Guidance suggests that an in-person meeting between a healthcare provider and an individual for diagnosis treatment or care is sufficient to create a provider/patient relationship. However, the historical guidance has not evolved into a virtual world. At this point, no definitive guidance has been issued expanding the definition of patient to firmly include individuals serviced outside the world of brick and mortar.
Since no definitive guidance has been issued on unrelated business income (UBI) and telehealth, an organization must look to the general rules. Tax-exempt organizations are exempt from income taxes for activities related to their exempt purpose; however, they do pay income taxes on UBI. Generally, unrelated business income is income from a trade or business, regularly carried on and not substantially related to the exempt purpose of the organization. If an organization provides services to an individual who is its patient, the income is generally part of the exempt purpose of the organization. However, if the same service is provided to a non-patient, the revenue may result in unrelated business income.
For example, if a tax-exempt hospital operates a pharmacy and fills prescriptions for a patient admitted to the hospital, the revenue is most likely excluded from UBI. If a person working in a local business stopped at the hospital pharmacy to get a prescription filled rather than visit a for-profit pharmacy farther away, this sale may result in unrelated business income. Similarly, depending on your relationship to the individuals being seen through telehealth, the income may generate UBI.
Each organization must look at its own situation to determine if its business interactions are equivalent to patient relationships. For example, your adventure into telehealth may be limited to providing services to individuals with whom you have already have an established provider/patient relationship. These are individuals who historically have walked through your doors to be seen but, because of the current environment, have opted to be seen in a virtual environment. In this case, it may be reasonable to conclude that these interactions are between your staff and your patients. If, on the other hand, you have expanded to provide consultations to patients of other unrelated healthcare providers, is the service you are providing to your patient? Many factors will need to be considered to determine if you have established a patient relationship.
Perhaps you have gotten to this point and thought, “We are safe! We are only providing services to the same people we have been helping for years. I don’t believe there are any tax implications.” This may be true for federal purposes, but the virtual environment has generated a variety of state tax issues. You may be a healthcare provider who has chosen to shelter in place in the mountains or at a beach house. With technology, they can “see” patients from anywhere. The moving of your employees to different states could create requirements for you to register as doing business in that state. Where once you operated in one state, you may now have withholding and other obligations in various states due to your remote workforce.
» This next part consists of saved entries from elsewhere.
//! PROV-O nodes describing how each part of the graph was derived
//!
//! Every extractor records the work it did as a `prov:Activity` scoped to
//! the record (or concept set) it ran over. Tools and systems that took
//! part are `prov:Agent`s.

use crate::terms::{
    PROV_ACTIVITY, PROV_AGENT, PROV_WAS_ASSOCIATED_WITH, PROV_WAS_DERIVED_FROM,
    PROV_WAS_GENERATED_BY, RDFS_LABEL, RDF_TYPE,
};
use crate::triple::{Term, Triple};

/// A `prov:Activity` node
#[derive(Debug, Clone, PartialEq, Eq)]
pub struct ProvenanceActivity {
    /// Local name of the activity, e.g. `ValidationActivity_Cohort42`
    pub id: String,

    /// Human-readable label
    pub label: String,
}

impl ProvenanceActivity {
    /// Create an activity named `{kind}_{scope}`
    pub fn new(kind: &str, scope: &str, label: impl Into<String>) -> Self {
        Self {
            id: format!("{}_{}", kind, scope),
            label: label.into(),
        }
    }

    /// The activity node
    pub fn term(&self) -> Term {
        Term::local(&self.id)
    }

    /// Type and label triples
    pub fn declare(&self) -> Vec<Triple> {
        vec![
            Triple::new(self.term(), RDF_TYPE, Term::name(PROV_ACTIVITY)),
            Triple::new(self.term(), RDFS_LABEL, Term::text(self.label.clone())),
        ]
    }

    /// `entity prov:wasGeneratedBy activity`
    pub fn generated(&self, entity: &Term) -> Triple {
        Triple::new(entity.clone(), PROV_WAS_GENERATED_BY, self.term())
    }

    /// `activity prov:wasDerivedFrom other`
    pub fn derived_from(&self, other: &ProvenanceActivity) -> Triple {
        Triple::new(self.term(), PROV_WAS_DERIVED_FROM, other.term())
    }

    /// `activity prov:wasAssociatedWith agent`
    pub fn associated_with(&self, agent: &Agent) -> Triple {
        Triple::new(self.term(), PROV_WAS_ASSOCIATED_WITH, agent.term())
    }
}

/// A `prov:Agent` node
#[derive(Debug, Clone, PartialEq, Eq)]
pub struct Agent {
    /// Local name of the agent
    pub id: &'static str,

    /// Human-readable label
    pub label: &'static str,
}

impl Agent {
    /// The PheValuator validation tool
    pub const PHEVALUATOR: Agent = Agent {
        id: "PheValuatorAgent",
        label: "PheValuator Validation Tool",
    };

    /// OHDSI Atlas, where cohort definitions are authored
    pub const ATLAS: Agent = Agent {
        id: "AtlasAgent",
        label: "OHDSI Atlas",
    };

    /// The agent node
    pub fn term(&self) -> Term {
        Term::local(self.id)
    }

    /// Type and label triples
    pub fn declare(&self) -> Vec<Triple> {
        vec![
            Triple::new(self.term(), RDF_TYPE, Term::name(PROV_AGENT)),
            Triple::new(self.term(), RDFS_LABEL, Term::text(self.label)),
        ]
    }
}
The rules in each state relating to virtual workforces and online services are different. They are also evolving as this pandemic continues. Many states are in need of funds and are looking closely at this new realty to determine if their laws still make sense. If you are seeing patients located in different states or have employees living in different states, it is important that you perform a study to make sure you are properly operating in each state.
Summary
While the expansion of telehealth has created many opportunities, there are also some pitfalls to avoid. With the shift in how you operate, it is important to continually look at the changes and speak with your tax professional. Digital access to healthcare and the expansion of telehealth is a positive evolution. It will help bring care to individuals who may not otherwise be able to receive such care. But for practitioners who do not seek out professional advice, it could also bring unexpected tax consequences.